Activity:
If a line in the entries contains the word "path", list it.

Available data:

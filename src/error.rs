//! Error taxonomy for fitting, querying, and persistence.
//!
//! Every failure carries enough context to print a precise diagnostic, and
//! maps to a process exit code for the `pahfit` binary.

use std::path::PathBuf;

#[derive(Debug, thiserror::Error)]
pub enum FitError {
    /// Two grids that must agree do not.
    #[error("Dimension mismatch in {what}: expected {expected}, got {actual}")]
    DimensionMismatch {
        what: String,
        expected: String,
        actual: String,
    },

    #[error("Basis set contains no reference spectra")]
    EmptyBasis,

    /// The non-negative solve failed or did not converge.
    #[error("Linear system could not be solved: {reason}")]
    SingularSystem { reason: String },

    /// A diagnostic feature band lies outside the observation's coverage.
    #[error("Feature band `{band}` at {position:.3} is outside the abscissa range [{min:.3}, {max:.3}]")]
    OutOfRange {
        band: &'static str,
        position: f64,
        min: f64,
        max: f64,
    },

    #[error("I/O error on '{}': {source}", path.display())]
    Io {
        path: PathBuf,
        #[source]
        source: std::io::Error,
    },

    #[error("Failed to parse '{}': {message}", path.display())]
    Parse { path: PathBuf, message: String },

    #[error("Invalid input: {0}")]
    InvalidInput(String),

    #[error("Invalid fitted record: {0}")]
    InvalidRecord(String),
}

impl FitError {
    pub fn dimension(what: impl Into<String>, expected: impl ToString, actual: impl ToString) -> Self {
        Self::DimensionMismatch {
            what: what.into(),
            expected: expected.to_string(),
            actual: actual.to_string(),
        }
    }

    pub fn singular(reason: impl Into<String>) -> Self {
        Self::SingularSystem {
            reason: reason.into(),
        }
    }

    pub fn io(path: impl Into<PathBuf>, source: std::io::Error) -> Self {
        Self::Io {
            path: path.into(),
            source,
        }
    }

    /// Exit code used by the binary.
    pub fn exit_code(&self) -> u8 {
        match self {
            Self::DimensionMismatch { .. }
            | Self::Parse { .. }
            | Self::InvalidInput(_)
            | Self::InvalidRecord(_) => 2,
            Self::EmptyBasis => 3,
            Self::SingularSystem { .. } | Self::OutOfRange { .. } => 4,
            Self::Io { .. } => 5,
        }
    }
}

#[cfg(test)]
mod tests {
    use super::*;

    #[test]
    fn exit_codes_follow_error_class() {
        assert_eq!(FitError::dimension("abscissa", 10, 9).exit_code(), 2);
        assert_eq!(FitError::EmptyBasis.exit_code(), 3);
        assert_eq!(FitError::singular("diverged").exit_code(), 4);
        let io = FitError::io("/nowhere", std::io::Error::other("denied"));
        assert_eq!(io.exit_code(), 5);
    }

    #[test]
    fn dimension_mismatch_names_the_grid() {
        let msg = FitError::dimension("abscissa", 10, 9).to_string();
        assert!(msg.contains("abscissa"), "{msg}");
        assert!(msg.contains("10") && msg.contains('9'), "{msg}");
    }
}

Response box:
use std::path::PathBuf;
    #[error("I/O error on '{}': {source}", path.display())]
        path: PathBuf,
    #[error("Failed to parse '{}': {message}", path.display())]
    Parse { path: PathBuf, message: String },
    pub fn io(path: impl Into<PathBuf>, source: std::io::Error) -> Self {
            path: path.into(),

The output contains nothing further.